PROVIDED DATA Block Start

//! Audit stores: append-only JSONL file and an in-memory twin.
//!
//! The JSONL file holds two kinds of line: full [`AuditLogEntry`] records
//! and `{"disposition": ...}` records. Readers fold each disposition onto the
//! latest preceding entry with the same prompt hash.

use std::fs::{self, File, OpenOptions};
use std::io::{BufRead, BufReader, Write};
use std::path::{Path, PathBuf};
use std::sync::{Mutex, MutexGuard};

use chrono::{DateTime, Duration, Utc};
use serde::{Deserialize, Serialize};
use thiserror::Error;
use tracing::{debug, warn};

use super::entry::{AuditLogEntry, Disposition};

#[derive(Debug, Error)]
pub enum AuditError {
    #[error("no audit entry for prompt hash {0}")]
    UnknownPrompt(String),

    #[error("audit I/O error: {0}")]
    Io(#[from] std::io::Error),

    #[error("audit serialization error: {0}")]
    Serde(#[from] serde_json::Error),
}

pub type AuditResult<T> = Result<T, AuditError>;

/// Append-only audit storage.
///
/// Only `append`, `record_disposition` and `entries` are required; lookups
/// and windowed scans are derived from the folded entry list.
pub trait AuditStore: Send + Sync {
    /// Append a completed round.
    fn append(&self, entry: &AuditLogEntry) -> AuditResult<()>;

    /// Record a human decision for an already-audited prompt.
    fn record_disposition(&self, disposition: &Disposition) -> AuditResult<()>;

    /// Every entry in append order, dispositions applied.
    fn entries(&self) -> AuditResult<Vec<AuditLogEntry>>;

    /// All entries for a prompt hash, in append order.
    fn find(&self, prompt_hash: &str) -> AuditResult<Vec<AuditLogEntry>> {
        Ok(self
            .entries()?
            .into_iter()
            .filter(|e| e.prompt_hash() == prompt_hash)
            .collect())
    }

    /// Most recently appended entry for a prompt hash.
    fn latest(&self, prompt_hash: &str) -> AuditResult<Option<AuditLogEntry>> {
        Ok(self.find(prompt_hash)?.pop())
    }

    /// Entries from the `days` days up to `as_of`, newest first.
    fn window(&self, days: u32, as_of: DateTime<Utc>) -> AuditResult<Vec<AuditLogEntry>> {
        Ok(window_of(self.entries()?, days, as_of))
    }
}

/// Earliest timestamp inside a `days`-day window ending at `as_of`.
/// Windows reaching past the representable range start at its minimum.
pub fn window_start(days: u32, as_of: DateTime<Utc>) -> DateTime<Utc> {
    as_of
        .checked_sub_signed(Duration::days(i64::from(days)))
        .unwrap_or(DateTime::<Utc>::MIN_UTC)
}

/// Keep entries inside `[as_of - days, as_of]` and sort them newest first.
/// Entries with equal timestamps keep reverse append order.
pub fn window_of(
    entries: Vec<AuditLogEntry>,
    days: u32,
    as_of: DateTime<Utc>,
) -> Vec<AuditLogEntry> {
    let cutoff = window_start(days, as_of);
    let mut kept: Vec<AuditLogEntry> = entries
        .into_iter()
        .filter(|e| e.timestamp() >= cutoff && e.timestamp() <= as_of)
        .collect();
    kept.reverse();
    kept.sort_by(|a, b| b.timestamp().cmp(&a.timestamp()));
    kept
}

#[derive(Serialize, Deserialize)]
struct DispositionLine {
    disposition: Disposition,
}

#[derive(Deserialize)]
#[serde(untagged)]
enum LogLine {
    Disposition(DispositionLine),
    Entry(Box<AuditLogEntry>),
}

fn fold_disposition(entries: &mut [AuditLogEntry], disposition: &Disposition) -> bool {
    match entries
        .iter_mut()
        .rev()
        .find(|e| e.prompt_hash() == disposition.prompt_hash)
    {
        Some(entry) => {
            entry.apply_disposition(disposition);
            true
        }
        None => false,
    }
}

fn lock<T>(mutex: &Mutex<T>) -> MutexGuard<'_, T> {
    mutex.lock().unwrap_or_else(|poisoned| poisoned.into_inner())
}

/// JSONL-backed audit log. One JSON object per line, each written with a
/// single `write_all` while holding the writer lock.
pub struct JsonlAuditLog {
    path: PathBuf,
    writer: Mutex<()>,
}

impl JsonlAuditLog {
    pub fn new(path: impl AsRef<Path>) -> Self {
        Self {
            path: path.as_ref().to_path_buf(),
            writer: Mutex::new(()),
        }
    }

    pub fn path(&self) -> &Path {
        &self.path
    }

    fn append_line(&self, json: String) -> AuditResult<()> {
        let mut line = json;
        line.push('\n');

        let _guard = lock(&self.writer);
        if let Some(parent) = self.path.parent() {
            if !parent.as_os_str().is_empty() {
                fs::create_dir_all(parent)?;
            }
        }
        let mut file = OpenOptions::new()
            .create(true)
            .append(true)
            .open(&self.path)?;
        file.write_all(line.as_bytes())?;
        file.sync_data()?;
        Ok(())
    }

    fn read_folded(&self) -> AuditResult<Vec<AuditLogEntry>> {
        if !self.path.exists() {
            return Ok(Vec::new());
        }

        let reader = BufReader::new(File::open(&self.path)?);
        let mut entries: Vec<AuditLogEntry> = Vec::new();
        for (idx, line) in reader.lines().enumerate() {
            let line = line?;
            if line.trim().is_empty() {
                continue;
            }
            match serde_json::from_str::<LogLine>(&line) {
                Ok(LogLine::Entry(entry)) => entries.push(*entry),
                Ok(LogLine::Disposition(d)) => {
                    if !fold_disposition(&mut entries, &d.disposition) {
                        warn!(
                            line = idx + 1,
                            prompt_hash = %d.disposition.prompt_hash,
                            "Disposition precedes any entry for its prompt; ignoring"
                        );
                    }
                }
                Err(e) => {
                    warn!(
                        path = %self.path.display(),
                        line = idx + 1,
                        error = %e,
                        "Skipping malformed audit line"
                    );
                }
            }
        }
        Ok(entries)
    }
}

impl AuditStore for JsonlAuditLog {
    fn append(&self, entry: &AuditLogEntry) -> AuditResult<()> {
        let json = serde_json::to_string(entry)?;
        self.append_line(json)?;
        debug!(
            prompt_hash = %entry.prompt_hash(),
            path = %self.path.display(),
            "Audit entry appended"
        );
        Ok(())
    }

    fn record_disposition(&self, disposition: &Disposition) -> AuditResult<()> {
        if self.latest(&disposition.prompt_hash)?.is_none() {
            return Err(AuditError::UnknownPrompt(disposition.prompt_hash.clone()));
        }
        let json = serde_json::to_string(&DispositionLine {
            disposition: disposition.clone(),
        })?;
        self.append_line(json)?;
        debug!(
            prompt_hash = %disposition.prompt_hash,
            outcome = %disposition.outcome,
            "Disposition recorded"
        );
        Ok(())
    }

    fn entries(&self) -> AuditResult<Vec<AuditLogEntry>> {
        self.read_folded()
    }
}

/// In-memory audit log for tests and embedding.
#[derive(Default)]
pub struct MemoryAuditLog {
    entries: Mutex<Vec<AuditLogEntry>>,
}

impl MemoryAuditLog {
    pub fn new() -> Self {
        Self::default()
    }

    pub fn len(&self) -> usize {
        lock(&self.entries).len()
    }

    pub fn is_empty(&self) -> bool {
        lock(&self.entries).is_empty()
    }
}

impl AuditStore for MemoryAuditLog {
    fn append(&self, entry: &AuditLogEntry) -> AuditResult<()> {
        lock(&self.entries).push(entry.clone());
        Ok(())
    }

    fn record_disposition(&self, disposition: &Disposition) -> AuditResult<()> {
        let mut entries = lock(&self.entries);
        if fold_disposition(&mut entries, disposition) {
            Ok(())
        } else {
            Err(AuditError::UnknownPrompt(disposition.prompt_hash.clone()))
        }
    }

    fn entries(&self) -> AuditResult<Vec<AuditLogEntry>> {
        Ok(lock(&self.entries).clone())
    }
}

PROVIDED DATA Block End

If a line of the records above holds the word "MutexGuard", show it.

use std::sync::{Mutex, MutexGuard};
fn lock<T>(mutex: &Mutex<T>) -> MutexGuard<'_, T> {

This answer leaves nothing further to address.